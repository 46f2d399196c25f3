//! Leaseweb provider
//!
//! Manages public cloud instances and the settings of dedicated servers
//! through the Leaseweb REST API.

#[macro_use]
pub mod models;

pub mod api;
pub mod config;
pub mod data_sources;
pub mod domain;
pub mod error;
pub mod facades;
pub mod provider_data;
pub mod resources;

pub use error::{Error, Result};
pub use provider_data::LeasewebProviderData;

use async_trait::async_trait;
use config::ProviderConfig;
use std::collections::HashMap;
use std::sync::Arc;
use tfplug::context::Context;
use tfplug::provider::{
    ConfigureProviderRequest, ConfigureProviderResponse, DataSourceFactory, Provider,
    ProviderMetadataRequest, ProviderMetadataResponse, ProviderSchemaRequest,
    ProviderSchemaResponse, ResourceFactory, ValidateProviderConfigRequest,
    ValidateProviderConfigResponse,
};
use tfplug::schema::{AttributeBuilder, AttributeType, Schema, SchemaBuilder};
use tfplug::types::Diagnostics;
use tfplug::validator::OneOf;

pub const PROVIDER_NAME: &str = "leaseweb";

#[derive(Default)]
pub struct LeasewebProvider {
    config: Option<ProviderConfig>,
}

impl LeasewebProvider {
    pub fn new() -> Self {
        Self::default()
    }

    /// Configuration resolved by the last successful `configure`
    pub fn config(&self) -> Option<&ProviderConfig> {
        self.config.as_ref()
    }

    pub fn schema_static() -> Schema {
        SchemaBuilder::new()
            .version(0)
            .description("Interact with the Leaseweb API")
            .attribute(
                AttributeBuilder::new("token", AttributeType::String)
                    .description("API token, defaults to the LEASEWEB_TOKEN environment variable")
                    .optional()
                    .sensitive()
                    .build(),
            )
            .attribute(
                AttributeBuilder::new("host", AttributeType::String)
                    .description("API host, defaults to api.leaseweb.com")
                    .optional()
                    .build(),
            )
            .attribute(
                AttributeBuilder::new("scheme", AttributeType::String)
                    .description("API scheme, defaults to https")
                    .optional()
                    .string_validator(OneOf::new(["http", "https"]))
                    .build(),
            )
            .build()
    }
}

#[async_trait]
impl Provider for LeasewebProvider {
    fn type_name(&self) -> &str {
        PROVIDER_NAME
    }

    async fn metadata(
        &self,
        _ctx: Context,
        _request: ProviderMetadataRequest,
    ) -> ProviderMetadataResponse {
        ProviderMetadataResponse {
            type_name: PROVIDER_NAME.to_string(),
            version: env!("CARGO_PKG_VERSION").to_string(),
        }
    }

    async fn schema(&self, _ctx: Context, _request: ProviderSchemaRequest) -> ProviderSchemaResponse {
        ProviderSchemaResponse {
            schema: Self::schema_static(),
            diagnostics: Diagnostics::new(),
        }
    }

    async fn validate(
        &self,
        ctx: Context,
        request: ValidateProviderConfigRequest,
    ) -> ValidateProviderConfigResponse {
        ValidateProviderConfigResponse {
            diagnostics: Self::schema_static()
                .validate_config(&ctx, &request.config)
                .await,
        }
    }

    async fn configure(
        &mut self,
        _ctx: Context,
        request: ConfigureProviderRequest,
    ) -> ConfigureProviderResponse {
        let mut diagnostics = Diagnostics::new();

        let config = match ProviderConfig::from_config(&request.config) {
            Ok(config) => config,
            Err(errors) => {
                diagnostics.extend(errors);
                return ConfigureProviderResponse {
                    diagnostics,
                    provider_data: None,
                };
            }
        };

        tracing::info!(
            terraform_version = %request.terraform_version,
            base_url = %config.base_url(),
            "Configuring Leaseweb provider"
        );

        let client = match config.client() {
            Ok(client) => client,
            Err(e) => {
                diagnostics.push(e.to_diagnostic("Unable to create Leaseweb API client"));
                return ConfigureProviderResponse {
                    diagnostics,
                    provider_data: None,
                };
            }
        };

        self.config = Some(config);

        ConfigureProviderResponse {
            diagnostics,
            provider_data: Some(Arc::new(LeasewebProviderData::new(client))),
        }
    }

    fn resources(&self) -> HashMap<String, ResourceFactory> {
        let mut resources: HashMap<String, ResourceFactory> = HashMap::new();
        resources.insert(
            resources::public_cloud::instance::TYPE_NAME.to_string(),
            Box::new(|| Box::new(resources::InstanceResource::new())),
        );
        resources.insert(
            resources::dedicated_server::server::TYPE_NAME.to_string(),
            Box::new(|| Box::new(resources::DedicatedServerResource::new())),
        );
        resources
    }

    fn data_sources(&self) -> HashMap<String, DataSourceFactory> {
        let mut data_sources: HashMap<String, DataSourceFactory> = HashMap::new();
        data_sources.insert(
            data_sources::public_cloud::instances::TYPE_NAME.to_string(),
            Box::new(|| Box::new(data_sources::InstancesDataSource::new())),
        );
        data_sources.insert(
            data_sources::dedicated_server::servers::TYPE_NAME.to_string(),
            Box::new(|| Box::new(data_sources::DedicatedServersDataSource::new())),
        );
        data_sources
    }
}

#[cfg(test)]
mod tests {
    use super::*;
    use serial_test::serial;
    use tfplug::data_source::DataSource;
    use tfplug::resource::{ConfigureResourceRequest, ResourceWithConfigure};
    use tfplug::types::{AttributePath, DynamicValue};

    fn configure_request(config: DynamicValue) -> ConfigureProviderRequest {
        ConfigureProviderRequest {
            terraform_version: "1.9.0".to_string(),
            config,
        }
    }

    fn provider_block(token: &str) -> DynamicValue {
        let mut config = DynamicValue::object();
        config
            .set_string(&AttributePath::new("token"), token.to_string())
            .unwrap();
        config
    }

    #[tokio::test]
    #[serial]
    async fn provider_configures_from_env() {
        std::env::set_var(config::TOKEN_ENV, "env-token");

        let mut provider = LeasewebProvider::new();
        let response = provider
            .configure(Context::new(), configure_request(DynamicValue::null()))
            .await;

        assert!(response.diagnostics.is_empty(), "{}", response.diagnostics);
        assert!(response.provider_data.is_some());
        let resolved = provider.config().unwrap();
        assert_eq!(resolved.token, "env-token");
        assert_eq!(resolved.base_url(), "https://api.leaseweb.com");

        std::env::remove_var(config::TOKEN_ENV);
    }

    #[tokio::test]
    #[serial]
    async fn provider_configure_requires_token() {
        std::env::remove_var(config::TOKEN_ENV);

        let mut provider = LeasewebProvider::new();
        let response = provider
            .configure(Context::new(), configure_request(DynamicValue::object()))
            .await;

        assert!(response.provider_data.is_none());
        assert_eq!(response.diagnostics.errors[0].summary, "Missing API Token");
        assert!(provider.config().is_none());
    }

    #[tokio::test]
    #[serial]
    async fn provider_data_reaches_resources() {
        std::env::remove_var(config::TOKEN_ENV);

        let mut provider = LeasewebProvider::new();
        let response = provider
            .configure(Context::new(), configure_request(provider_block("block-token")))
            .await;
        assert!(response.diagnostics.is_empty());

        let factories = provider.resources();
        let mut resource = factories[resources::public_cloud::instance::TYPE_NAME]();
        let configured = resource
            .configure(
                Context::new(),
                ConfigureResourceRequest {
                    provider_data: response.provider_data,
                },
            )
            .await;
        assert!(configured.diagnostics.is_empty());
    }

    #[tokio::test]
    async fn provider_rejects_unsupported_scheme() {
        let mut config = provider_block("token");
        config
            .set_string(&AttributePath::new("scheme"), "ftp".to_string())
            .unwrap();

        let response = LeasewebProvider::new()
            .validate(
                Context::new(),
                ValidateProviderConfigRequest { config },
            )
            .await;

        assert_eq!(response.diagnostics.errors.len(), 1);
        assert_eq!(
            response.diagnostics.errors[0].attribute,
            Some(AttributePath::new("scheme"))
        );
    }

    #[tokio::test]
    async fn provider_lists_every_type() {
        let provider = LeasewebProvider::new();

        let mut resources: Vec<String> = provider.resources().into_keys().collect();
        resources.sort();
        assert_eq!(
            resources,
            vec!["leaseweb_dedicated_server", "leaseweb_public_cloud_instance"]
        );

        let mut data_sources: Vec<String> = provider.data_sources().into_keys().collect();
        data_sources.sort();
        assert_eq!(
            data_sources,
            vec!["leaseweb_dedicated_servers", "leaseweb_public_cloud_instances"]
        );

        for factory in provider.data_sources().values() {
            assert!(factory().type_name().starts_with(PROVIDER_NAME));
        }
    }

    #[tokio::test]
    async fn provider_metadata_reports_crate_version() {
        let response = LeasewebProvider::new()
            .metadata(Context::new(), ProviderMetadataRequest)
            .await;

        assert_eq!(response.type_name, "leaseweb");
        assert_eq!(response.version, env!("CARGO_PKG_VERSION"));
    }
}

═══

How to complete this task:
Your reply should hold every line from the data that contains "types", copied in full.

Task response:
use tfplug::types::Diagnostics;
    use tfplug::types::{AttributePath, DynamicValue};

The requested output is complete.